**WHAT YOU HAVE TO DO**
Report every line of the records below that includes the string "crate".

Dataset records
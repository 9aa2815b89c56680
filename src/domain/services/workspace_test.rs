use std::path::PathBuf;

use anyhow::Result;
use tempfile::TempDir;

use super::read_files;
use super::select_files;
use super::split_paths;
use super::Workspace;
use crate::domain::models::DevexyError;
use crate::domain::models::FileContent;

#[test]
fn it_splits_paths_on_whitespace_and_commas() {
    assert_eq!(
        split_paths(" src/a.py, src/b.py\nsrc/c.py,,"),
        vec!["src/a.py", "src/b.py", "src/c.py"]
    );
    assert!(split_paths("   ").is_empty());
}

#[test]
fn it_makes_paths_relative() {
    let workspace = Workspace::new(PathBuf::from("/work/project"));
    assert_eq!(
        workspace.relative_path(&PathBuf::from("/work/project/src/a.py")),
        "src/a.py"
    );
    assert_eq!(
        workspace.relative_path(&PathBuf::from("/elsewhere/b.py")),
        "/elsewhere/b.py"
    );
}

#[test]
fn it_refuses_paths_escaping_the_root() {
    let workspace = Workspace::new(PathBuf::from("/work/project"));
    assert_eq!(
        workspace.contained("tests/test_a.py").unwrap(),
        PathBuf::from("/work/project/tests/test_a.py")
    );

    for path in ["../evil.py", "/etc/passwd", "tests/../../evil.py", ""] {
        let err = workspace.contained(path).unwrap_err();
        assert!(matches!(
            err.downcast_ref::<DevexyError>(),
            Some(DevexyError::Precondition(_))
        ));
    }
}

#[test]
fn it_only_opens_existing_directories() -> Result<()> {
    let tmp_dir = TempDir::new()?;
    assert!(Workspace::open(Some(tmp_dir.path().to_path_buf())).is_some());
    assert!(Workspace::open(Some(tmp_dir.path().join("missing"))).is_none());
    assert!(Workspace::open(None).is_none());

    return Ok(());
}

#[tokio::test]
async fn it_reads_selected_files_relative_to_workspace() -> Result<()> {
    let tmp_dir = TempDir::new()?;
    std::fs::create_dir_all(tmp_dir.path().join("src"))?;
    std::fs::write(tmp_dir.path().join("src/a.py"), "def add(a, b): return a + b")?;

    let workspace = Workspace::new(tmp_dir.path().to_path_buf());
    let paths = select_files(
        Some(&workspace),
        &["src/a.py".to_string(), "src/a.py".to_string()],
    )?;
    assert_eq!(paths.len(), 1);

    let files = read_files(Some(&workspace), &paths).await?;
    assert_eq!(
        files,
        vec![FileContent::new("src/a.py", "def add(a, b): return a + b")]
    );

    return Ok(());
}

#[test]
fn it_rejects_missing_files() -> Result<()> {
    let tmp_dir = TempDir::new()?;
    let workspace = Workspace::new(tmp_dir.path().to_path_buf());
    let err = select_files(Some(&workspace), &["nope.py".to_string()]).unwrap_err();

    assert_eq!(
        err.downcast_ref::<DevexyError>(),
        Some(&DevexyError::Precondition(
            "File not found: nope.py".to_string()
        ))
    );

    return Ok(());
}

**RESPONSE BELOW**
use crate::domain::models::DevexyError;
use crate::domain::models::FileContent;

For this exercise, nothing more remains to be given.